Ces quelques paragraphes ne sauraient être à la hauteur de
l’excellent article d’Antoine Bioy publié sur le site de
l’Institut
Français d’Hypnose, mais il me semblait important d’ajouter
quelques réflexions personnelles sur le personnage de François
Roustang.
L’hypnothérapie est aujourd’hui une discipline reconnue,
enseignée et pratiquée dans les champs de la thérapeutique et de
la médecine.

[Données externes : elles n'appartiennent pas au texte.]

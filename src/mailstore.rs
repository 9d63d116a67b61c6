//! The IMAP primitives the shell's operations are built from.
//!
//! [`Mailstore`] is the seam between the shell and the wire: the operations in [`crate::ops`]
//! only ever talk to a `Mailstore`, and this module implements it for an authenticated
//! [`imap::Session`]. Tests substitute the in-memory store from [`crate::testing`].

use std::io::{Read, Write};

use chrono::{DateTime, FixedOffset};
use imap_proto::{Capability, NameAttribute};

use crate::types::{FetchItems, Fetched, FlagSet, FolderInfo, FolderStatus, SequenceSet, Seq};

/// Whether a folder is opened with `EXAMINE` or `SELECT`.
#[derive(Clone, Copy, Debug, PartialEq, Eq)]
pub enum Access {
    /// `EXAMINE`: nothing in the folder can change, `\Seen` included.
    ReadOnly,
    /// `SELECT`: flags can be stored and messages expunged.
    ReadWrite,
}

/// An authenticated connection to one IMAP server.
///
/// Every method maps onto one protocol command. Sequence numbers passed in and returned are
/// relative to the currently selected folder.
pub trait Mailstore {
    /// `CAPABILITY`: the names of the capabilities the server advertises.
    fn capabilities(&mut self) -> imap::error::Result<Vec<String>>;

    /// `LIST "" *`: every folder visible to the user.
    fn list_folders(&mut self) -> imap::error::Result<Vec<FolderInfo>>;

    /// `STATUS <folder> (MESSAGES UNSEEN)`. Does not select the folder.
    fn folder_status(&mut self, folder: &str) -> imap::error::Result<FolderStatus>;

    /// `EXAMINE` or `SELECT`. Returns the number of messages in the folder.
    fn select_folder(&mut self, folder: &str, access: Access) -> imap::error::Result<u32>;

    /// `CLOSE`: leave the selected state.
    fn close_folder(&mut self) -> imap::error::Result<()>;

    /// `SEARCH ALL`, sorted by ascending sequence number.
    fn search_all(&mut self) -> imap::error::Result<Vec<Seq>>;

    /// `FETCH <set> <items>`, in ascending sequence order.
    fn fetch(&mut self, set: &SequenceSet, items: FetchItems) -> imap::error::Result<Vec<Fetched>>;

    /// `APPEND`: store `content` unmodified in `folder`, with the given flags and internal date.
    fn append(
        &mut self,
        folder: &str,
        content: &[u8],
        flags: &FlagSet,
        internal_date: Option<DateTime<FixedOffset>>,
    ) -> imap::error::Result<()>;

    /// `COPY <set> <folder>`.
    fn copy_messages(&mut self, set: &SequenceSet, folder: &str) -> imap::error::Result<()>;

    /// `STORE <set> +FLAGS.SILENT (\Deleted)`.
    fn mark_deleted(&mut self, set: &SequenceSet) -> imap::error::Result<()>;

    /// `EXPUNGE`: remove every message marked `\Deleted` from the selected folder.
    fn expunge(&mut self) -> imap::error::Result<()>;

    /// `CREATE <folder>`.
    fn create_folder(&mut self, folder: &str) -> imap::error::Result<()>;

    /// `DELETE <folder>`.
    fn delete_folder(&mut self, folder: &str) -> imap::error::Result<()>;

    /// `LOGOUT`.
    fn logout(&mut self) -> imap::error::Result<()>;
}

impl<T: Read + Write> Mailstore for imap::Session<T> {
    fn capabilities(&mut self) -> imap::error::Result<Vec<String>> {
        let capabilities = imap::Session::capabilities(self)?;
        let mut names: Vec<String> = capabilities
            .iter()
            .map(|capability| match *capability {
                Capability::Imap4rev1 => "IMAP4rev1".to_string(),
                Capability::Auth(ref mechanism) => format!("AUTH={}", mechanism),
                Capability::Atom(ref atom) => atom.to_string(),
            })
            .collect();
        names.sort();
        Ok(names)
    }

    fn list_folders(&mut self) -> imap::error::Result<Vec<FolderInfo>> {
        let names = imap::Session::list(self, Some(""), Some("*"))?;
        Ok(names
            .iter()
            .map(|name| FolderInfo {
                name: name.name().to_string(),
                delimiter: name.delimiter().map(str::to_string),
                attributes: name
                    .attributes()
                    .iter()
                    .filter_map(attribute_label)
                    .collect(),
            })
            .collect())
    }

    fn folder_status(&mut self, folder: &str) -> imap::error::Result<FolderStatus> {
        let mailbox = imap::Session::status(self, folder, "(MESSAGES UNSEEN)")?;
        Ok(FolderStatus {
            messages: mailbox.exists,
            unseen: mailbox.unseen.unwrap_or(0),
        })
    }

    fn select_folder(&mut self, folder: &str, access: Access) -> imap::error::Result<u32> {
        let mailbox = match access {
            Access::ReadOnly => imap::Session::examine(self, folder)?,
            Access::ReadWrite => imap::Session::select(self, folder)?,
        };
        Ok(mailbox.exists)
    }

    fn close_folder(&mut self) -> imap::error::Result<()> {
        imap::Session::close(self)
    }

    fn search_all(&mut self) -> imap::error::Result<Vec<Seq>> {
        let mut seqs: Vec<Seq> = imap::Session::search(self, "ALL")?.into_iter().collect();
        seqs.sort_unstable();
        Ok(seqs)
    }

    fn fetch(&mut self, set: &SequenceSet, items: FetchItems) -> imap::error::Result<Vec<Fetched>> {
        let fetches = imap::Session::fetch(self, set.to_string(), items.query())?;
        let mut fetched: Vec<Fetched> = fetches
            .iter()
            .map(|fetch| Fetched {
                seq: fetch.message,
                header: fetch.header().map(<[u8]>::to_vec),
                body: fetch.body().map(<[u8]>::to_vec),
                internal_date: fetch.internal_date(),
                flags: fetch
                    .flags()
                    .into_iter()
                    .map(|flag| flag.to_string())
                    .collect(),
            })
            .collect();
        fetched.sort_by_key(|f| f.seq);
        Ok(fetched)
    }

    fn append(
        &mut self,
        folder: &str,
        content: &[u8],
        flags: &FlagSet,
        internal_date: Option<DateTime<FixedOffset>>,
    ) -> imap::error::Result<()> {
        let mut append = imap::Session::append(self, folder, content);
        append.flags(flags.to_imap_flags());
        if let Some(date) = internal_date {
            append.internal_date(date);
        }
        append.finish().map(|_| ())
    }

    fn copy_messages(&mut self, set: &SequenceSet, folder: &str) -> imap::error::Result<()> {
        imap::Session::copy(self, set.to_string(), folder)
    }

    fn mark_deleted(&mut self, set: &SequenceSet) -> imap::error::Result<()> {
        imap::Session::store(self, set.to_string(), "+FLAGS.SILENT (\\Deleted)").map(|_| ())
    }

    fn expunge(&mut self) -> imap::error::Result<()> {
        imap::Session::expunge(self).map(|_| ())
    }

    fn create_folder(&mut self, folder: &str) -> imap::error::Result<()> {
        imap::Session::create(self, folder)
    }

    fn delete_folder(&mut self, folder: &str) -> imap::error::Result<()> {
        imap::Session::delete(self, folder)
    }

    fn logout(&mut self) -> imap::error::Result<()> {
        imap::Session::logout(self)
    }
}

/// The attribute as it appears on the wire, e.g. `\Noselect`. `None` for attributes added to
/// `imap-proto` after this was written.
fn attribute_label(attribute: &NameAttribute<'_>) -> Option<String> {
    let label = match *attribute {
        NameAttribute::NoInferiors => "\\Noinferiors",
        NameAttribute::NoSelect => "\\Noselect",
        NameAttribute::Marked => "\\Marked",
        NameAttribute::Unmarked => "\\Unmarked",
        NameAttribute::All => "\\All",
        NameAttribute::Archive => "\\Archive",
        NameAttribute::Drafts => "\\Drafts",
        NameAttribute::Flagged => "\\Flagged",
        NameAttribute::Junk => "\\Junk",
        NameAttribute::Sent => "\\Sent",
        NameAttribute::Trash => "\\Trash",
        NameAttribute::Extension(ref name) => return Some(name.to_string()),
        _ => return None,
    };
    Some(label.to_string())
}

Cependant, dans les années 80 son utilisation restait
marginale, car personne n’était – pas plus qu’aujourd’hui –
en mesure d’expliquer scientifiquement, imagerie à l’appui, son
fonctionnement
Faisant fi de ce handicap, l’hypnothérapie a su se frayer un
chemin dans une jungle thérapeutique. Sans l’appui de réelles
études cliniques, sachant combiner subtilité et polymorphisme, elle
est devenue ce qu’elle est aujourd’hui : une pratique
reconnue et enseignée en faculté de médecine.
Roustang en serait-il l’instigateur ?
Dans le domaine de l’hypnothérapie François Roustang faisait
figure d’OVNI, car depuis les travaux d’Erickson, il avait réussi
à en dépasser les limites. Alors qu’il aurait pu se contenter
d’appliquer les recettes issues du riche corpus développé par le
psychiatre de Phoenix, il a su « désapprendre » pour
découvrir la pertinence d’un corps dont la substance intelligente
fabriquerait la pensée.
Bon nombre d’hypnothérapeutes, et moi le premier, devraient
avoir l’honnêteté de le reconnaître : pendant que nous
continuons de demander à nos patients de s’installer sur un
confortable fauteuil pour entamer la séance, Roustang pouvait
soigner une personne en lui demandant simplement si elle ressentait
quelque-part dans son corps un lieu où pouvait se manifester la
genèse de son problème. François Roustang faisait cela
naturellement, alors que le patient était assis sur une chaise, sans
passer par la case fauteuil et encore moins celle de la sacro-sainte
détente.
Était-il le premier à avoir constaté que la posture et les
sensations définissaient à elles seules la possibilité d’un
changement ? D’un point de vue occidentale assurément. Les
orientaux l’avaient compris depuis longtemps. Nous savons
aujourd’hui que la méditation donne lieu à une meilleure santé
mentale et physique. Et qu’est-ce que la méditation si ce n’est
une redescente dans le corps et toutes ses sensations ?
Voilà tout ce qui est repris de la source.